I know it's probably considered verbose, still, to the scripting community at large, but when you consider what's happening here, it's pretty bad ass.

It's worth noting that there are other frameworks similar to GridGain, in this space, that deserve a look as well. Hadoop comes to mind. I have no direct experience with them, so I don't want to say either way, but I have heard nice things.

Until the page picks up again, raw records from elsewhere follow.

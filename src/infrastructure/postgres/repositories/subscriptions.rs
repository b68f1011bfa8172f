use anyhow::Result;
use async_trait::async_trait;
use chrono::{DateTime, Utc};
use diesel::{RunQueryDsl, insert_into, prelude::*, update};
use std::sync::Arc;

use crate::domain::entities::subscriptions::{InsertSubscriptionEntity, SubscriptionEntity};
use crate::domain::repositories::subscriptions::SubscriptionRepository;
use crate::domain::value_objects::enums::{
    plan_codes::PlanCode, subscription_statuses::SubscriptionStatus,
};
use crate::infrastructure::postgres::{postgres_connection::PgPoolSquad, schema::subscriptions};

pub struct SubscriptionPostgres {
    db_pool: Arc<PgPoolSquad>,
}

impl SubscriptionPostgres {
    pub fn new(db_pool: Arc<PgPoolSquad>) -> Self {
        Self { db_pool }
    }
}

#[async_trait]
impl SubscriptionRepository for SubscriptionPostgres {
    async fn find_by_user(&self, user_id: i64) -> Result<Option<SubscriptionEntity>> {
        let mut conn = Arc::clone(&self.db_pool).get()?;

        let result = subscriptions::table
            .filter(subscriptions::user_id.eq(user_id))
            .select(SubscriptionEntity::as_select())
            .first::<SubscriptionEntity>(&mut conn)
            .optional()?;

        Ok(result)
    }

    async fn ensure_exists(&self, user_id: i64) -> Result<SubscriptionEntity> {
        let mut conn = Arc::clone(&self.db_pool).get()?;

        insert_into(subscriptions::table)
            .values(&InsertSubscriptionEntity {
                user_id,
                status: SubscriptionStatus::None.to_string(),
            })
            .on_conflict(subscriptions::user_id)
            .do_nothing()
            .execute(&mut conn)?;

        let result = subscriptions::table
            .filter(subscriptions::user_id.eq(user_id))
            .select(SubscriptionEntity::as_select())
            .first::<SubscriptionEntity>(&mut conn)?;

        Ok(result)
    }

    async fn mark_pending(&self, user_id: i64) -> Result<()> {
        let mut conn = Arc::clone(&self.db_pool).get()?;

        // A live entitlement is never downgraded by a purchase request.
        update(subscriptions::table)
            .filter(subscriptions::user_id.eq(user_id))
            .filter(subscriptions::status.eq_any([
                SubscriptionStatus::None.to_string(),
                SubscriptionStatus::Expired.to_string(),
            ]))
            .set((
                subscriptions::status.eq(SubscriptionStatus::Pending.to_string()),
                subscriptions::updated_at.eq(Utc::now()),
            ))
            .execute(&mut conn)?;

        Ok(())
    }

    async fn activate(
        &self,
        user_id: i64,
        plan_code: PlanCode,
        expires_at: DateTime<Utc>,
        last_payment_id: &str,
    ) -> Result<()> {
        let mut conn = Arc::clone(&self.db_pool).get()?;

        // Upsert: recovery activations may precede the lazy row creation.
        insert_into(subscriptions::table)
            .values((
                subscriptions::user_id.eq(user_id),
                subscriptions::status.eq(SubscriptionStatus::Active.to_string()),
                subscriptions::plan_code.eq(Some(plan_code.to_string())),
                subscriptions::expires_at.eq(Some(expires_at)),
                subscriptions::renewal_offer_until.eq(None::<DateTime<Utc>>),
                subscriptions::last_payment_id.eq(Some(last_payment_id.to_string())),
            ))
            .on_conflict(subscriptions::user_id)
            .do_update()
            .set((
                subscriptions::status.eq(SubscriptionStatus::Active.to_string()),
                subscriptions::plan_code.eq(Some(plan_code.to_string())),
                subscriptions::expires_at.eq(Some(expires_at)),
                subscriptions::renewal_offer_until.eq(None::<DateTime<Utc>>),
                subscriptions::last_payment_id.eq(Some(last_payment_id.to_string())),
                subscriptions::updated_at.eq(Utc::now()),
            ))
            .execute(&mut conn)?;

        Ok(())
    }

    async fn open_renewal_window(
        &self,
        user_id: i64,
        offer_until: DateTime<Utc>,
        now: DateTime<Utc>,
    ) -> Result<bool> {
        let mut conn = Arc::clone(&self.db_pool).get()?;

        // `renewal_offer_until IS NULL` makes the window open-once per
        // entitlement; a concurrent tick loses the conditional update.
        let updated = update(subscriptions::table)
            .filter(subscriptions::user_id.eq(user_id))
            .filter(subscriptions::status.eq(SubscriptionStatus::Active.to_string()))
            .filter(subscriptions::renewal_offer_until.is_null())
            .filter(subscriptions::expires_at.gt(Some(now)))
            .set((
                subscriptions::status.eq(SubscriptionStatus::RenewalWindow.to_string()),
                subscriptions::renewal_offer_until.eq(Some(offer_until)),
                subscriptions::updated_at.eq(Utc::now()),
            ))
            .execute(&mut conn)?;

        Ok(updated > 0)
    }

    async fn expire(&self, user_id: i64, now: DateTime<Utc>) -> Result<bool> {
        let mut conn = Arc::clone(&self.db_pool).get()?;

        let updated = update(subscriptions::table)
            .filter(subscriptions::user_id.eq(user_id))
            .filter(subscriptions::status.eq_any([
                SubscriptionStatus::Active.to_string(),
                SubscriptionStatus::RenewalWindow.to_string(),
            ]))
            .filter(subscriptions::expires_at.le(Some(now)))
            .set((
                subscriptions::status.eq(SubscriptionStatus::Expired.to_string()),
                subscriptions::plan_code.eq(None::<String>),
                subscriptions::expires_at.eq(None::<DateTime<Utc>>),
                subscriptions::renewal_offer_until.eq(None::<DateTime<Utc>>),
                subscriptions::updated_at.eq(Utc::now()),
            ))
            .execute(&mut conn)?;

        Ok(updated > 0)
    }

    async fn list_sweep_candidates(&self) -> Result<Vec<SubscriptionEntity>> {
        let mut conn = Arc::clone(&self.db_pool).get()?;

        let results = subscriptions::table
            .filter(subscriptions::status.eq_any([
                SubscriptionStatus::Active.to_string(),
                SubscriptionStatus::RenewalWindow.to_string(),
            ]))
            .filter(subscriptions::expires_at.is_not_null())
            .select(SubscriptionEntity::as_select())
            .load::<SubscriptionEntity>(&mut conn)?;

        Ok(results)
    }
}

This is all very contrived and still thin on details. My goal wasn't to reproduce a howto, but more so to, well, to glow about GridGain, to some small degree. I encourage everyone to check out GridGain for themselves and find the things relevant to them.

(Brief) Thoughts on Rails

In working with Ruby, and specifically Ruby on Rails, I've developed a few opinions about the underlying design, architecture, but more so the development principals and philosophies. Note that I wouldn't classify myself as a Ruby nor a Rails expert, although I do have extensive experience with other languages and frameworks.

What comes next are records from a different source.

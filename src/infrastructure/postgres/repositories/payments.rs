use anyhow::Result;
use async_trait::async_trait;
use chrono::Utc;
use diesel::{RunQueryDsl, insert_into, prelude::*, update};
use std::sync::Arc;

use crate::domain::entities::payments::{NewPaymentEntity, PaymentEntity};
use crate::domain::repositories::payments::PaymentRepository;
use crate::domain::value_objects::enums::payment_statuses::PaymentStatus;
use crate::infrastructure::postgres::{postgres_connection::PgPoolSquad, schema::payments};

const TERMINAL_STATUSES: [&str; 3] = ["approved", "rejected", "cancelled"];

pub struct PaymentPostgres {
    db_pool: Arc<PgPoolSquad>,
}

impl PaymentPostgres {
    pub fn new(db_pool: Arc<PgPoolSquad>) -> Self {
        Self { db_pool }
    }
}

#[async_trait]
impl PaymentRepository for PaymentPostgres {
    async fn find_by_id(&self, payment_id: &str) -> Result<Option<PaymentEntity>> {
        let mut conn = Arc::clone(&self.db_pool).get()?;

        let result = payments::table
            .filter(payments::id.eq(payment_id))
            .select(PaymentEntity::as_select())
            .first::<PaymentEntity>(&mut conn)
            .optional()?;

        Ok(result)
    }

    async fn create(&self, payment: NewPaymentEntity) -> Result<()> {
        let mut conn = Arc::clone(&self.db_pool).get()?;

        insert_into(payments::table)
            .values(&payment)
            .on_conflict(payments::id)
            .do_nothing()
            .execute(&mut conn)?;

        Ok(())
    }

    async fn claim_approval(&self, payment_id: &str) -> Result<bool> {
        let mut conn = Arc::clone(&self.db_pool).get()?;

        // The conditional update is the atomic claim: whoever flips the row
        // out of a non-terminal status owns the activation side effects.
        let updated = update(payments::table)
            .filter(payments::id.eq(payment_id))
            .filter(payments::status.ne_all(TERMINAL_STATUSES))
            .set((
                payments::status.eq(PaymentStatus::Approved.to_string()),
                payments::updated_at.eq(Utc::now()),
            ))
            .execute(&mut conn)?;

        Ok(updated > 0)
    }

    async fn mark_terminal(&self, payment_id: &str, status: PaymentStatus) -> Result<bool> {
        let mut conn = Arc::clone(&self.db_pool).get()?;

        let updated = update(payments::table)
            .filter(payments::id.eq(payment_id))
            .filter(payments::status.ne_all(TERMINAL_STATUSES))
            .set((
                payments::status.eq(status.to_string()),
                payments::updated_at.eq(Utc::now()),
            ))
            .execute(&mut conn)?;

        Ok(updated > 0)
    }
}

Both Ruby and Rails are philosophy heavy. This isn't inherently a bad thing, in my opinion. These communities are rife with smart people writing smart software; you wouldn't want the opposite, or any other combination thereof. The gripes that I do have are in the places where those smarts are complimented to the point where they metamorphose into arrogance. Please don't get caught up on the word arrogance. Keep going. I just couldn't find a less provocative synonym.

Let Rails be decomposed into three pieces - the model (ActiveRecord), view (ActionView and ERb, in my case), and controller (ActionController) components. When building any Rails application, one is sure to work with all three. Therein, lies the first issue; Rails owns all.

Configuration has use

Rails (and Ruby) favor convention over configuration. I think this is absolutely a good, general, idea. Having worked with things like Spring and Java in general, I would welcome a bit less in the way of configuration, in some cases. That said, in the case of Rails, there are certain things I wish I could configure via (something like) XML rather than code. For instance, the route configuration in Rails (aka: mapping URLs to controllers) is done in code. The code is kind of DSL-ish which makes it a bit better, I suppose, but developing tools to parse and generate said configuration would be painful. One could eval the code and attempt to work with it that way, but that's not necessarily safe, nor would it be free from a huge number of dependencies (like Rails, itself). Another option is to replace routes.rb (the standard file name) with something skeletal that loads configuration from XML or YAML even, but shouldn't that come out of the box? You know, in the interest of the entire Rails community not repeating themselves and all. Please Rails, let me use configuration where it makes sense. This is but one simple example.

Ruby on Rails. It's not new and there's no shortage of both hype and panning from all sides. Nothing is ever the panacea. There is no short cut to building complete, real world, applications. You can make it easier, but you can't take away the requirements that a client or business places on an application. Specifically, a framework, language, or library may never dictate what is possible unless there is a technical limitation or purpose. Philosophy in software is excellent; obstinance is unforgivable.